Ejemplo de ello es Antiviral (2012), el film de Brandon Cronenberg, donde un siempre enfermizo Caleb Landry Jones pasa de ser un aparente juez de la locura en la comercialización de enfermedades de celebridades para finalmente resultar ser uno más, y de nuevo, narrado a través del thriller. Con ello tenemos una panorámica de lo que sería ese mundo y del tráfico de nuevas enfermedades y las obsesiones derivadas de ellas, de la mano de alguien que sabe perfectamente cómo funcionan y que, de paso, siente absoluto hastío por la gente que viene a asesorarse sobre qué enfermedad contraer. Si hemos de mostrar sociedades hipócritas ¿por qué no van a serlo los géneros utilizados? O ya ni tan sólo usar géneros y traicionarlos, sino mutarlos y saltar de uno a otro, de manera que las diferentes capas de lectura puedan integrarse con fluidez, sin dejar de lado que sea el espectador quien vea las virtudes y los defectos de cada distopía. Porque aunque el ataque del director se centre en la parte política, de nada sirve sin un espectador que aprehenda el mensaje y menos aún si su desarrollo es menos propenso a incitar esa reflexión, como podría suceder con La Isla (The Island, Michael Bay, 2005) o Terminator (The Terminator, James Cameron, 1984). Ejemplo de premisa sencilla pero clara intencionalidad reflexiva sería también 2081 (2009), cortometraje basado en un relato corto de Kurt Vonnegut y dirigido por Chandler Tuttle, que nos plantea la consecución de esa utopía por la que todos, finalmente, somos iguales.

Distopías claustrofóbicas: Arquitecturas emocionales

Queda claro tras este repaso el íntimo lazo que existe entre el reflejo de esas sociedades y el estado mental de sus protagonistas (no en vano los films distópicos más reconocidos tienen ecos del expresionismo alemán), ya que no es posible entender el comportamiento de los personajes o las reglas sociales si no existe esa relación. Cuando se rompe, tenemos esa escisión en el abanico de géneros e intenciones en el mensaje y, con ello, cierta merma en el potencial de la película. En cambio, cuando partimos de un personaje a través del cual extrapolamos la sociedad en la que vive resulta mucho más fácil dar pinceladas críticas y, con ello, sumar al espectador a formarse una opinión. No en vano los mejores capítulos son aquellos donde el eje narrativo es el personaje y no una situación concreta que sirve como detonante.

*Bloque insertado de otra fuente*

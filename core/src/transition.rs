//! The status transition rule.
//!
//! RULE: this function is pure. It reads nothing but its arguments and
//! has no side effects. Persisting the outcome and dispatching
//! notifications belong to the caller (see `desk.rs`).

use crate::{
    complaint::WorkingStatus,
    error::{DeskError, DeskResult},
    role::Role,
};

/// A lifecycle action requested against a complaint.
#[derive(Debug, Clone)]
pub enum Action {
    Accept,
    Reject { reason: String },
    Start,
    Complete { report: CompletionReport },
}

impl Action {
    pub fn name(&self) -> &'static str {
        match self {
            Self::Accept => "accept",
            Self::Reject { .. } => "reject",
            Self::Start => "start",
            Self::Complete { .. } => "complete",
        }
    }
}

/// The completion form a mechanic submits. Photos are already-uploaded
/// URIs; raw files go through the injected `PhotoUploader` first.
#[derive(Debug, Clone)]
pub struct CompletionReport {
    pub description: String,
    pub photos: Vec<String>,
    pub amount: f64,
    pub payment_method: String,
}

/// Map (current status, actor role, action) to the next status.
///
/// Valid steps, all mechanic-only:
///   pending    --accept--->  accepted
///   pending    --reject--->  rejected   (non-empty reason required)
///   accepted   --start---->  processing
///   processing --complete->  completed  (description + amount >= 0 required)
///
/// Every other combination fails with `InvalidTransition`. Terminal
/// statuses (rejected, completed) admit nothing, so repeating an action
/// against them always fails the same way.
pub fn transition(
    current: WorkingStatus,
    actor: Role,
    action: &Action,
) -> DeskResult<WorkingStatus> {
    use WorkingStatus::*;

    match (current, actor, action) {
        (Pending, Role::Mechanic, Action::Accept) => Ok(Accepted),
        (Pending, Role::Mechanic, Action::Reject { reason }) => {
            if reason.trim().is_empty() {
                return Err(DeskError::MissingReason);
            }
            Ok(Rejected)
        }
        (Accepted, Role::Mechanic, Action::Start) => Ok(Processing),
        (Processing, Role::Mechanic, Action::Complete { report }) => {
            validate_completion(report)?;
            Ok(Completed)
        }
        (from, role, action) => Err(DeskError::InvalidTransition {
            from,
            action: action.name(),
            role,
        }),
    }
}

/// Completion proof needs a non-empty description and a non-negative
/// amount. Photos and payment method are free-form.
pub fn validate_completion(report: &CompletionReport) -> DeskResult<()> {
    if report.description.trim().is_empty() {
        return Err(DeskError::MissingCompletionData {
            field: "description",
        });
    }
    if report.amount < 0.0 {
        return Err(DeskError::MissingCompletionData { field: "amount" });
    }
    Ok(())
}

Ahora bien, ¿estamos saturados de futuros distópicos? Quizás no lo suficiente cuando la gran mayoría de películas industriales apuestan por universos paralelos o catástrofes, porque el cine no deja de ser un purgatorio, una simulación. Porque las distopías funcionan en tanto que nos separan de nuestro contexto, nos permite reconocernos en nuestra soledad ubicados, a través de personajes, en sociedades dramatizadas ad hoc. Por eso mismo, quizás, las grandes taquillas las amasan films distópicos de otro corte, pero cuando tenemos que hablar de preferencias, acabamos acudiendo a distopías claustrofóbicas, a aquellas que se nos pegan a la piel, aquellas que parecen entendernos, aquellas que conocen nuestros miedos y acaban suponiendo ventanas abiertas a nuestra congoja. De alguna manera, todos oscilamos entre ser Tetsuo, el hombre de hierro (Tetsuo, Shinya Tsukamoto, 1988), y ser un adolescente en Battle Royale (Batoru Rowaiaru, Kinji Fukasaku, 2000).